Ada Savira di sudut ruangan yang tidak jauh dari tangga, dia sedang asik menggenggam benda pipihnya, sambil berselonjor di atas sofa ruangan tamu.
Aku pun cuek, seakan tidak melihatnya. Di rasa Aku sudah memang terbebas untuk melangkah dengan pasti keluar rumah, itu salah. Dia sadar akan keberadaanku, dan mulai bersuara dengan sombongnya.
"Jangan lupa, gaet pria yang baik-baik! jangan mengulang kesalahan yang sama. Memalukan sekali!" gumamnya dari ujung sana.
Aku seakan tidak mendengar umpatannya terhadapku, tidak ingin menambah beban yang terus menerus mereka tancapkan di tubuhku. Begtiu pula, Aku sungguh tidak berniat untuk menjawab, ada baiknya seperti kata-kata bijak diam adalah emas.
Sesampainya di luar rumah, Aku merasakan udara dari surga. Terasa sangat bebas, terbebas dari rasa yang mencekat di rongga pernafasanku.
"Apa anda baik-baik saja Nona?" aku tidak menyadari, kalau Kak Marco sedang duduk di samping di mana aku berdiri. Tepatnya di ruangan kecil yang di sediakan papa untuknya.
Aku monoleh ke arahnya dan menganggukan kepalaku dan tersenyum kecil.

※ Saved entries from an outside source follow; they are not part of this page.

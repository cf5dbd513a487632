//! Type-safe enumerations shared by the dispatcher and the builtins
//!
//! Properties and flags that the boot scripts spell as strings are modelled
//! as enums so every match over them is exhaustive.

use serde::{Deserialize, Serialize};
use strum::{Display, EnumIter, EnumString};

/// Which subset of the filesystem table a `mount_all` pass handles
#[derive(Debug, Clone, Copy, PartialEq, Eq, Hash, Default, Serialize, Deserialize)]
#[derive(Display, EnumString, EnumIter)]
#[strum(serialize_all = "lowercase")]
#[serde(rename_all = "lowercase")]
pub enum MountMode {
    #[default]
    Default,
    /// `--early`: mount only, no classification and no event
    Early,
    /// `--late`
    Late,
}

impl MountMode {
    /// Boot-timing property recording how long this pass took
    pub fn timing_property(self) -> String {
        format!("ro.boottime.init.mount_all.{}", self)
    }

    /// Parse the trailing `--early` / `--late` flag of a `mount_all` invocation
    pub fn from_flag(flag: &str) -> Option<Self> {
        match flag {
            "--early" => Some(Self::Early),
            "--late" => Some(Self::Late),
            _ => None,
        }
    }
}

/// Value of `ro.crypto.state`
#[derive(Debug, Clone, Copy, PartialEq, Eq, Serialize, Deserialize)]
#[derive(Display, EnumString, EnumIter)]
#[strum(serialize_all = "lowercase")]
#[serde(rename_all = "lowercase")]
pub enum CryptoState {
    Unencrypted,
    Encrypted,
    Unsupported,
}

/// Value of `ro.crypto.type`
#[derive(Debug, Clone, Copy, PartialEq, Eq, Serialize, Deserialize)]
#[derive(Display, EnumString, EnumIter)]
#[strum(serialize_all = "lowercase")]
#[serde(rename_all = "lowercase")]
pub enum CryptoType {
    /// Full-disk (block-level) encryption
    Block,
    /// File-based encryption
    File,
}

/// `encryption=` option of `mkdir`: what to do about the directory's
/// file-encryption policy
#[derive(Debug, Clone, Copy, PartialEq, Eq, Default, Serialize, Deserialize)]
#[derive(Display, EnumString, EnumIter)]
pub enum FscryptAction {
    #[default]
    None,
    Require,
    /// Set the policy if the directory is empty, otherwise leave it
    Attempt,
    /// Delete a non-empty unencrypted directory and recreate it encrypted
    DeleteIfNecessary,
}

/// `key=` option of `mkdir`: which installed key the policy refers to
#[derive(Debug, Clone, Copy, PartialEq, Eq, Default, Serialize, Deserialize)]
#[derive(Display, EnumString, EnumIter)]
#[strum(serialize_all = "snake_case")]
#[serde(rename_all = "snake_case")]
pub enum KeyRef {
    #[default]
    Ref,
    PerBootRef,
}

/// Where an invocation executes
#[derive(Debug, Clone, Copy, PartialEq, Eq, Default, Serialize, Deserialize)]
#[derive(Display, EnumString, EnumIter)]
#[strum(serialize_all = "lowercase")]
#[serde(rename_all = "lowercase")]
pub enum ExecContext {
    /// The primary init process
    #[default]
    Init,
    /// A restricted helper context (e.g. vendor init)
    Subcontext,
}

/// Which contexts may run a command
#[derive(Debug, Clone, Copy, PartialEq, Eq, Default, Serialize, Deserialize)]
#[derive(Display, EnumString, EnumIter)]
#[strum(serialize_all = "snake_case")]
#[serde(rename_all = "snake_case")]
pub enum ContextRestriction {
    #[default]
    Any,
    InitOnly,
}

impl ContextRestriction {
    /// Returns true if a command with this restriction may run in `context`
    pub fn permits(self, context: ExecContext) -> bool {
        match self {
            Self::Any => true,
            Self::InitOnly => context == ExecContext::Init,
        }
    }
}

/// Lifecycle transition applied to a single service
#[derive(Debug, Clone, Copy, PartialEq, Eq, Hash, Serialize, Deserialize)]
#[derive(Display, EnumString, EnumIter)]
#[strum(serialize_all = "snake_case")]
#[serde(rename_all = "snake_case")]
pub enum Transition {
    Start,
    /// Start unless the service is explicitly disabled
    StartIfNotDisabled,
    /// Restart a service that was stopped by `class_reset_post_data`
    StartIfPostData,
    Stop,
    Restart,
    Reset,
    /// Reset only services started after `mark_post_data`
    ResetIfPostData,
    Enable,
    /// Start and block further commands until it exits
    ExecStart,
}

#[cfg(test)]
mod tests {
    use super::*;
    use std::str::FromStr;
    use strum::IntoEnumIterator;

    #[test]
    fn test_mount_mode_timing_property() {
        assert_eq!(
            MountMode::Default.timing_property(),
            "ro.boottime.init.mount_all.default"
        );
        assert_eq!(MountMode::Early.timing_property(), "ro.boottime.init.mount_all.early");
        assert_eq!(MountMode::Late.timing_property(), "ro.boottime.init.mount_all.late");
    }

    #[test]
    fn test_mount_mode_flags() {
        assert_eq!(MountMode::from_flag("--early"), Some(MountMode::Early));
        assert_eq!(MountMode::from_flag("--late"), Some(MountMode::Late));
        assert_eq!(MountMode::from_flag("/vendor/etc/init"), None);
    }

    #[test]
    fn test_crypto_values_match_property_vocabulary() {
        let states: Vec<String> = CryptoState::iter().map(|s| s.to_string()).collect();
        assert_eq!(states, ["unencrypted", "encrypted", "unsupported"]);
        assert_eq!(CryptoType::Block.to_string(), "block");
        assert_eq!(CryptoType::from_str("file").ok(), Some(CryptoType::File));
    }

    #[test]
    fn test_mkdir_option_vocabulary() {
        assert_eq!(
            FscryptAction::from_str("DeleteIfNecessary").ok(),
            Some(FscryptAction::DeleteIfNecessary)
        );
        assert!(FscryptAction::from_str("require").is_err());
        assert_eq!(KeyRef::from_str("per_boot_ref").ok(), Some(KeyRef::PerBootRef));
        assert_eq!(KeyRef::Ref.to_string(), "ref");
    }

    #[test]
    fn test_context_restriction() {
        assert!(ContextRestriction::Any.permits(ExecContext::Subcontext));
        assert!(ContextRestriction::InitOnly.permits(ExecContext::Init));
        assert!(!ContextRestriction::InitOnly.permits(ExecContext::Subcontext));
    }
}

"Hemmm, Aku baik-baik saja. Maaf, Aku berangkat dulu. Kasihan Denada menunggu." balas ku dengan berjalan menuju ke arah gerbang rumahku.
KAMU SEDANG MEMBACA
Wedding Ring (Dreame/Innovel)
Romance(Follow dulu sebelum baca) "Sekali melingkar di jarimu, tidak akan pernah terlepas tanpa seizinku!"~ Jaxton. Makna dari cincin pernikahan adalah keabadian bagi pria dingin itu. "Cincin pernikahan sialan ini! membawaku ke masa yang sulit." ~ Anasta...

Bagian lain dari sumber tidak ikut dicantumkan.